The pivotal point in the film, and in this schizophrenic man’s life, comes when he becomes part of a mental health clinic on Skid Row — populated by the seriously ill and homeless of that community and cared for by understaffed, underpaid but dedicated mental health workers.
Lopez chronicles the story of Ayers’ life and the change in his life that occurs with a reconnection to the music that animates him, while he and Ayers form a unique friendship that transforms both of their lives. This true story of serious mental illness can have no happy ending, but Ayers did become a man no longer on the street, a man connected to his music and a man cared for by those who understood his suffering.
The treatment of mental illness has changed dramatically since that time in the late 1960’s, when institutionalization was often the only option. Now there are many community-centered models, but lack of funds has left millions who are ill untreated, abused, afraid and homeless. I cried through the last half of The Soloist, because I remembered how it felt to be so close to those who were suffering and to have so little to give them.
The Soloist broke my heart.
http://www.youtube.com/watch?v=q5GvsB3NfD0
Hi Dr. Allen,
Thank you!
Mental illness in a loved one is frustrating, sad and can bring out the worst and best in you. I have two brothers and one of them, my middle brother, Steve, was diagnosed schizophrenic in his late teens. I’m the youngest & only sister. It helped to bring my family closer together and gave me compassion for the mentally ill that I never would have otherwise had. It has made me exceptionally sensitive to thoughtless comments such as ‘Oh, she’s sooo schizophrenic’ made by naive people when making a derogatory comment about someone who is not afflicted with the illness. I recently told a naive, annoying friend, if you’re going to make fun of the mentally ill make sure you know what illness you mean to be making fun of…you’re talking about someone with multiple personalities which is not the same as schizophrenia.
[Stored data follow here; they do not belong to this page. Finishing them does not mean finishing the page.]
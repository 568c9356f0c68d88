//! Byte-range algebra: `Range` and `RangeSet`.
//!
//! `Range` uses closed-interval semantics for `contains` while `RangeSet`
//! normalizes and walks gaps using half-open semantics everywhere else. This
//! is deliberate: it is what makes two ranges that merely *touch* register as
//! "covered" when computing gaps, matching the behavior this was ported from.

use crate::error::{EngineError, Result};
use serde::{Deserialize, Serialize};

/// A half-open interval `[start, end)` over byte offsets.
#[derive(Debug, Clone, Copy, PartialEq, Eq, PartialOrd, Ord, Serialize, Deserialize)]
pub struct Range {
    pub start: u64,
    pub end: u64,
}

impl Range {
    /// Builds a `Range`. Fails if `start >= end`; empty ranges are not
    /// representable.
    pub fn new(start: u64, end: u64) -> Result<Self> {
        if start >= end {
            return Err(EngineError::InvalidArgument(format!(
                "range start ({start}) must be smaller than end ({end})"
            )));
        }
        Ok(Range { start, end })
    }

    pub fn size(&self) -> u64 {
        self.end - self.start
    }

    /// Closed-interval containment of a point: `start <= p <= end`.
    pub fn contains_point(&self, p: u64) -> bool {
        p >= self.start && p <= self.end
    }

    /// Closed-interval containment of another range: `other` lies within
    /// `[start, end]`, touching boundaries included.
    pub fn contains_range(&self, other: Range) -> bool {
        other.start >= self.start && other.end <= self.end
    }
}

/// An ordered, non-overlapping, non-touching set of [`Range`]s.
#[derive(Debug, Clone, Default, PartialEq, Eq, Serialize, Deserialize)]
pub struct RangeSet {
    ranges: Vec<Range>,
}

impl RangeSet {
    pub fn new() -> Self {
        Self::default()
    }

    pub fn is_empty(&self) -> bool {
        self.ranges.is_empty()
    }

    pub fn ranges(&self) -> &[Range] {
        &self.ranges
    }

    /// The start of the first element, if any.
    pub fn start(&self) -> Option<u64> {
        self.ranges.first().map(|r| r.start)
    }

    /// The end of the last element, if any.
    pub fn end(&self) -> Option<u64> {
        self.ranges.last().map(|r| r.end)
    }

    /// Total bytes covered by all elements.
    pub fn covered_bytes(&self) -> u64 {
        self.ranges.iter().map(Range::size).sum()
    }

    /// Adds `r`, merging it with any overlapping or touching elements.
    pub fn insert(&mut self, r: Range) {
        self.ranges.push(r);
        self.normalize();
    }

    fn normalize(&mut self) {
        self.ranges.sort_by_key(|r| r.start);
        let mut merged: Vec<Range> = Vec::with_capacity(self.ranges.len());
        for r in self.ranges.iter().copied() {
            match merged.last_mut() {
                Some(last) if r.start <= last.end => {
                    last.end = last.end.max(r.end);
                }
                _ => merged.push(r),
            }
        }
        self.ranges = merged;
    }

    pub fn contains_point(&self, p: u64) -> bool {
        self.ranges.iter().any(|r| r.contains_point(p))
    }

    pub fn contains_range(&self, probe: Range) -> bool {
        self.ranges.iter().any(|r| r.contains_range(probe))
    }

    /// The sub-intervals of `probe` not covered by any element, in order.
    pub fn gaps(&self, probe: Range) -> Vec<Range> {
        if self.ranges.is_empty() {
            return vec![probe];
        }
        // Start/end are always present once ranges is non-empty.
        let (set_start, set_end) = (self.start().unwrap(), self.end().unwrap());
        if probe.end <= set_start || probe.start >= set_end {
            return vec![probe];
        }

        let mut gaps = Vec::new();
        let mut cursor = probe.start;
        for r in &self.ranges {
            if r.start >= probe.end {
                break;
            }
            if r.end <= cursor {
                continue;
            }
            if r.start > cursor {
                gaps.push(Range {
                    start: cursor,
                    end: r.start.min(probe.end),
                });
            }
            cursor = cursor.max(r.end);
            if cursor >= probe.end {
                break;
            }
        }
        if cursor < probe.end {
            gaps.push(Range {
                start: cursor,
                end: probe.end,
            });
        }
        gaps
    }
}

#[cfg(test)]
mod tests {
    use super::*;
    use quickcheck_macros::quickcheck;

    fn r(start: u64, end: u64) -> Range {
        Range::new(start, end).unwrap()
    }

    #[test]
    fn range_rejects_empty_construction() {
        assert!(Range::new(5, 5).is_err());
        assert!(Range::new(5, 3).is_err());
    }

    /// A scrambled sequence of touching/overlapping inserts merges to a
    /// single covering range.
    #[test]
    fn merges_scrambled_touching_ranges_into_one() {
        let mut set = RangeSet::new();
        set.insert(r(0, 3));
        set.insert(r(6, 10));
        set.insert(r(7, 15));
        set.insert(r(3, 5));
        set.insert(r(5, 6));
        set.insert(r(15, 16));
        set.insert(r(1, 3));
        assert_eq!(set.ranges(), &[r(0, 16)]);
    }

    /// Gaps against a probe overlapping several elements.
    #[test]
    fn gaps_between_several_elements() {
        let mut set = RangeSet::new();
        set.insert(r(0, 3));
        set.insert(r(5, 10));
        set.insert(r(12, 15));
        assert_eq!(set.gaps(r(2, 13)), vec![r(3, 5), r(10, 12)]);
    }

    #[test]
    fn gaps_on_empty_set_is_the_whole_probe() {
        let set = RangeSet::new();
        assert_eq!(set.gaps(r(4, 9)), vec![r(4, 9)]);
    }

    #[test]
    fn gaps_entirely_outside_the_set() {
        let mut set = RangeSet::new();
        set.insert(r(10, 20));
        assert_eq!(set.gaps(r(0, 5)), vec![r(0, 5)]);
        assert_eq!(set.gaps(r(25, 30)), vec![r(25, 30)]);
    }

    #[test]
    fn gaps_touching_boundary_produces_no_gap_there() {
        let mut set = RangeSet::new();
        set.insert(r(0, 10));
        // probe starts exactly where the element ends: no gap spans the seam.
        assert_eq!(set.gaps(r(10, 20)), vec![r(10, 20)]);
        // probe fully inside: no gaps at all.
        set.insert(r(10, 20));
        assert!(set.gaps(r(2, 18)).is_empty());
    }

    #[test]
    fn merge_adjacency() {
        let mut set = RangeSet::new();
        set.insert(r(0, 5));
        set.insert(r(5, 9));
        assert_eq!(set.ranges(), &[r(0, 9)]);
    }

    #[test]
    fn insert_is_idempotent_when_already_covered() {
        let mut set = RangeSet::new();
        set.insert(r(0, 100));
        let before = set.clone();
        set.insert(r(10, 20));
        assert_eq!(set, before);
    }

    fn arb_range(seed: u64, span: u64) -> Range {
        let start = seed % 500;
        let end = start + 1 + (span % 200);
        Range { start, end }
    }

    /// Property: after any sequence of inserts, the set is sorted and no two
    /// elements overlap or touch.
    #[quickcheck]
    fn prop_normalization(seeds: Vec<(u64, u64)>) -> bool {
        let mut set = RangeSet::new();
        for (s, n) in seeds {
            set.insert(arb_range(s, n));
        }
        set.ranges()
            .windows(2)
            .all(|w| w[0].start <= w[1].start && w[0].end < w[1].start)
    }

    /// Property: `gaps(probe)` and the set intersected with `probe` partition
    /// `probe` exactly (every point in `probe` is in exactly one of the two).
    #[quickcheck]
    fn prop_coverage_equality(seeds: Vec<(u64, u64)>, probe_seed: (u64, u64)) -> bool {
        let mut set = RangeSet::new();
        for (s, n) in seeds {
            set.insert(arb_range(s, n));
        }
        let probe = arb_range(probe_seed.0, probe_seed.1.max(1));
        let gaps = set.gaps(probe);

        for point in probe.start..probe.end {
            let in_gap = gaps.iter().any(|g| point >= g.start && point < g.end);
            let in_set = set.ranges().iter().any(|r| point >= r.start && point < r.end);
            if in_gap == in_set {
                return false;
            }
        }
        true
    }

    /// Property: inserting a range already fully covered is a no-op.
    #[quickcheck]
    fn prop_insert_idempotent(seed: u64, span: u64) -> bool {
        let base = arb_range(seed, span.max(10));
        let mut set = RangeSet::new();
        set.insert(base);
        let before = set.clone();
        let sub = Range {
            start: base.start,
            end: base.start + 1,
        };
        set.insert(sub);
        set == before
    }
}
//! `AttrRecord`: a snapshot of origin-side file attributes.

use serde::{Deserialize, Serialize};

/// Seconds + nanoseconds, stored as fixed-width integers so the value
/// round-trips exactly through MessagePack.
#[derive(Debug, Clone, Copy, PartialEq, Eq, Serialize, Deserialize)]
pub struct Timestamp {
    pub secs: i64,
    pub nanos: u32,
}

/// A snapshot of an origin path's attributes, as returned by `stat(2)` on the
/// origin adapter's backing filesystem.
///
/// This record is the snapshot DataBlob's length was sized against and is
/// never refreshed independently of the data it describes — only
/// invalidation replaces it.
#[derive(Debug, Clone, Copy, PartialEq, Eq, Serialize, Deserialize)]
pub struct AttrRecord {
    pub mode: u32,
    pub nlink: u32,
    pub size: u64,
    pub atime: Timestamp,
    pub mtime: Timestamp,
    pub ctime: Timestamp,
    pub dev: u64,
    pub ino: u64,
    pub uid: u32,
    pub gid: u32,
    pub rdev: Option<u64>,
    pub blksize: Option<u32>,
}

impl AttrRecord {
    pub fn is_dir(&self) -> bool {
        (self.mode & libc::S_IFMT) == libc::S_IFDIR
    }

    pub fn is_file(&self) -> bool {
        (self.mode & libc::S_IFMT) == libc::S_IFREG
    }

    /// Builds the record this crate uses internally to describe synthetic
    /// directories (the control surface's own nodes, a fake origin's `Dir`
    /// entries), rather than anything read from a real `stat(2)` call.
    pub fn synthetic_dir() -> AttrRecord {
        AttrRecord {
            mode: libc::S_IFDIR | 0o755,
            nlink: 2,
            size: 0,
            atime: Timestamp { secs: 0, nanos: 0 },
            mtime: Timestamp { secs: 0, nanos: 0 },
            ctime: Timestamp { secs: 0, nanos: 0 },
            dev: 0,
            ino: 0,
            uid: 0,
            gid: 0,
            rdev: None,
            blksize: Some(4096),
        }
    }

    /// Builds the record this crate uses internally to describe synthetic
    /// regular files of a given size (e.g. a fake origin's file entries, or
    /// the control surface's `cached` pseudo-files).
    pub fn synthetic_file(size: u64) -> AttrRecord {
        AttrRecord {
            mode: libc::S_IFREG | 0o644,
            nlink: 1,
            size,
            atime: Timestamp { secs: 0, nanos: 0 },
            mtime: Timestamp { secs: 0, nanos: 0 },
            ctime: Timestamp { secs: 0, nanos: 0 },
            dev: 0,
            ino: 0,
            uid: 0,
            gid: 0,
            rdev: None,
            blksize: Some(4096),
        }
    }

    #[cfg(unix)]
    pub fn from_metadata(meta: &std::fs::Metadata) -> AttrRecord {
        use std::os::unix::fs::MetadataExt;
        AttrRecord {
            mode: meta.mode(),
            nlink: meta.nlink() as u32,
            size: meta.size(),
            atime: Timestamp {
                secs: meta.atime(),
                nanos: meta.atime_nsec() as u32,
            },
            mtime: Timestamp {
                secs: meta.mtime(),
                nanos: meta.mtime_nsec() as u32,
            },
            ctime: Timestamp {
                secs: meta.ctime(),
                nanos: meta.ctime_nsec() as u32,
            },
            dev: meta.dev(),
            ino: meta.ino(),
            uid: meta.uid(),
            gid: meta.gid(),
            rdev: Some(meta.rdev()),
            blksize: Some(meta.blksize() as u32),
        }
    }
}

#[cfg(test)]
mod tests {
    use super::*;

    #[test]
    fn kind_is_inferred_from_mode() {
        assert!(AttrRecord::synthetic_dir().is_dir());
        assert!(!AttrRecord::synthetic_dir().is_file());
        assert!(AttrRecord::synthetic_file(0).is_file());
        assert!(!AttrRecord::synthetic_file(0).is_dir());
    }
}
I was so angry, I wanted to make her feel bad and ashamed. I’m not proud of what I said – I do need to decide on what I will say in the future when it happens again…and I know it will. For some reason, schizophrenia is the mental illness du jour that is often used to describe someone, not mentally ill, in a derogatory manner. It’s a cheap shot and basically a replacement for the now non-politically correct derogatory comment to describe someone as a ‘retard.’ I look forward to the day when it will be considered unacceptable to describe anyone without a mental illness as someone with one. Mental illness is not something that you elect or choose to take on. We have no right to even assume what it’s like to be afflicted with a mental illness. Rest assured it’s not funny or taken lightly by those afflicted with one or their loved ones. Try to be grateful, informed, aware & sensitive, if you and your family, have not been afflicted.